The only thing hokier than the show’s preposterous premise is the writing.

“I’m going to filet you open like a fish, slowly, and let you bleed,” a man growls cartoonishly in the second episode to Dr. Cole, thinking he’s talking to Ian Price.

Here’s hoping “Do No Harm” gets toe-tagged sooner rather than later.

The more promising “Monday Mornings” comes from producer David E. Kelley (“Boston Legal,” “Chicago Hope”) and stars Ving Rhames (“Pulp Fiction”), Alfred Molina (“Law & Order: L.A.”), Jamie Bamber (“Battlestar Galactica”) and Jennifer Finnigan (“Better With You”).

The title of the show, set at a fictional hospital in Portland, Ore., refers to the staff’s weekly morbidity and mortality conference, or M&M.

In the real world, an M&M is a chance for doctors to kibitz with their peers for a confidential review of medical mistakes and complications that cropped up in patient care.

On “Monday Mornings,” the M&M is more often a public shaming of whichever doc is unlucky enough to get dressed down that week by the sharp-tongued chief of staff (Molina).

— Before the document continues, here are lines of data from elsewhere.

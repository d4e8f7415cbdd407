//! Sealed record.
//!
//! The plain data structure handed to whatever renders the manifest. Field
//! names serialize the way the SealedSecret resource expects them.

use std::collections::BTreeMap;

use base64::engine::general_purpose::STANDARD;
use base64::Engine;
use serde::{Serialize, Serializer};

use crate::core::constants::{API_VERSION, KIND};
use crate::core::types::{AnnotationSet, SecretKey};

/// One encrypted value. Immutable once created.
#[derive(Debug, Clone, PartialEq, Eq)]
pub struct SealedValue(Vec<u8>);

impl SealedValue {
    pub fn new(blob: Vec<u8>) -> Self {
        Self(blob)
    }

    /// Raw blob bytes.
    pub fn as_bytes(&self) -> &[u8] {
        &self.0
    }

    /// Standard padded base64, as embedded in the manifest.
    pub fn to_base64(&self) -> String {
        STANDARD.encode(&self.0)
    }
}

impl Serialize for SealedValue {
    fn serialize<S: Serializer>(&self, serializer: S) -> Result<S::Ok, S::Error> {
        serializer.serialize_str(&self.to_base64())
    }
}

/// Object metadata.
#[derive(Debug, Clone, PartialEq, Eq, Serialize)]
pub struct Metadata {
    pub name: String,
    pub namespace: String,
    #[serde(skip_serializing_if = "BTreeMap::is_empty")]
    pub annotations: AnnotationSet,
}

/// Metadata the controller applies to the unsealed secret.
#[derive(Debug, Clone, PartialEq, Eq, Serialize)]
pub struct Template {
    pub metadata: Metadata,
}

#[derive(Debug, Clone, PartialEq, Eq, Serialize)]
#[serde(rename_all = "camelCase")]
pub struct SealedSpec {
    pub encrypted_data: BTreeMap<SecretKey, SealedValue>,
    pub template: Template,
}

/// A complete sealing result.
#[derive(Debug, Clone, PartialEq, Eq, Serialize)]
#[serde(rename_all = "camelCase")]
pub struct SealedRecord {
    pub api_version: String,
    pub kind: String,
    pub metadata: Metadata,
    pub spec: SealedSpec,
}

impl SealedRecord {
    /// Assemble a record.
    ///
    /// `annotations` go on the record itself; `scope_annotations` also go on
    /// the template so the unsealed secret keeps its scope marker.
    pub fn new(
        name: &str,
        namespace: &str,
        annotations: AnnotationSet,
        scope_annotations: AnnotationSet,
        encrypted_data: BTreeMap<SecretKey, SealedValue>,
    ) -> Self {
        Self {
            api_version: API_VERSION.to_string(),
            kind: KIND.to_string(),
            metadata: Metadata {
                name: name.to_string(),
                namespace: namespace.to_string(),
                annotations,
            },
            spec: SealedSpec {
                encrypted_data,
                template: Template {
                    metadata: Metadata {
                        name: name.to_string(),
                        namespace: namespace.to_string(),
                        annotations: scope_annotations,
                    },
                },
            },
        }
    }

    pub fn encrypted_data(&self) -> &BTreeMap<SecretKey, SealedValue> {
        &self.spec.encrypted_data
    }

    pub fn annotations(&self) -> &AnnotationSet {
        &self.metadata.annotations
    }
}
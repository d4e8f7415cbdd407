//! Tests for error handling and CLI flags.

use predicates::prelude::*;

use crate::support::*;

#[test]
fn test_help_lists_commands() {
    let t = Test::new();

    let output = t.cmd().arg("--help").output().unwrap();
    assert_success(&output);
    let out = stdout(&output);
    assert!(out.contains("seal"));
    assert!(out.contains("label"));
}

#[test]
fn test_version() {
    let t = Test::new();

    t.cmd()
        .arg("--version")
        .assert()
        .success()
        .stdout(predicate::str::contains(env!("CARGO_PKG_VERSION")));
}

#[test]
fn test_unknown_command_fails() {
    let t = Test::new();

    let output = t.cmd().arg("unknown-command").output().unwrap();
    assert_failure(&output);
}

#[test]
fn test_malformed_values_rejected() {
    let t = Test::new();

    let output = t.seal("strict", MALFORMED_VALUES, &[]);
    assert_failure(&output);
    assert_stderr_contains(&output, "wrongly formatted value(s)");
    assert_stderr_contains(&output, "missing '=' at line: 1");
    assert!(stdout(&output).is_empty());
}

#[test]
fn test_unterminated_block_rejected() {
    let t = Test::new();

    let output = t.seal("strict", "cert=`line one\nline two", &[]);
    assert_failure(&output);
    assert_stderr_contains(&output, "unterminated multi-line value for 'cert'");
}

#[test]
fn test_empty_input_rejected() {
    let t = Test::new();

    let output = t.seal("strict", "", &[]);
    assert_failure(&output);
    assert_stderr_contains(&output, "empty input");
}

#[test]
fn test_unknown_scope_rejected() {
    let t = Test::new();

    let output = t.seal("global", "a=1", &[]);
    assert_failure(&output);
    assert_stderr_contains(&output, "unknown scope 'global'");
}

#[test]
fn test_invalid_key_rejected() {
    let t = Test::new();

    let output = t.seal("strict", "bad key=1", &[]);
    assert_failure(&output);
    assert_stderr_contains(&output, "invalid key 'bad key'");
}

#[test]
fn test_name_with_slash_rejected() {
    let t = Test::new();

    let output = t
        .cmd()
        .args(["seal", "-n", "team-a", "--name", "db/extra", "--key"])
        .arg(t.key_path())
        .write_stdin("a=1")
        .output()
        .unwrap();
    assert_failure(&output);
    assert_stderr_contains(&output, "invalid secret name");
}

#[test]
fn test_key_not_configured_gives_hint() {
    let t = Test::new();

    t.cmd()
        .args(["seal", "-n", NAMESPACE, "--name", SECRET_NAME])
        .write_stdin("a=1")
        .assert()
        .failure()
        .stderr(predicate::str::contains("controller.public_key"))
        .stderr(predicate::str::contains("--key"));
}

#[test]
fn test_missing_key_file() {
    let t = Test::new();

    t.cmd()
        .args(["seal", "-n", NAMESPACE, "--name", SECRET_NAME, "--key", "nope.pem"])
        .write_stdin("a=1")
        .assert()
        .failure()
        .stderr(predicate::str::contains("failed to get public key"))
        .stderr(predicate::str::contains("kubeseal"));
}

#[test]
fn test_garbage_key_file() {
    let t = Test::new();
    let key = t.write("garbage.pem", "not a key");

    let output = t
        .cmd()
        .args(["seal", "-n", NAMESPACE, "--name", SECRET_NAME, "--key"])
        .arg(&key)
        .write_stdin("a=1")
        .output()
        .unwrap();
    assert_failure(&output);
    assert_stderr_contains(&output, "failed to get public key");
}

#[test]
fn test_zero_workers_flag_rejected() {
    let t = Test::new();

    let output = t.seal("strict", "a=1", &["--workers", "0"]);
    assert_failure(&output);
    assert_stderr_contains(&output, "sealing.workers");
}

#[test]
fn test_zero_timeout_flag_rejected() {
    let t = Test::new();

    let output = t.seal("strict", "a=1", &["--timeout", "0"]);
    assert_failure(&output);
    assert_stderr_contains(&output, "sealing.timeout_secs");
}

Unlike some medical dramas that fixate on diagnosing and treating bizarre medical maladies, “Monday Mornings” spends a fair bit of time probing controversial and ethically complex issues like organ donation, informed consent, health insurance and advance directives. But that, coupled with a cast of characters who don’t become all that compelling after three episodes, isn’t enough to elevate the series above the rest of the pack.

Bottom line: If you’re a fan of medical dramas, slot “Monday Mornings” into your rotation.

If you’re not, this won’t make you one.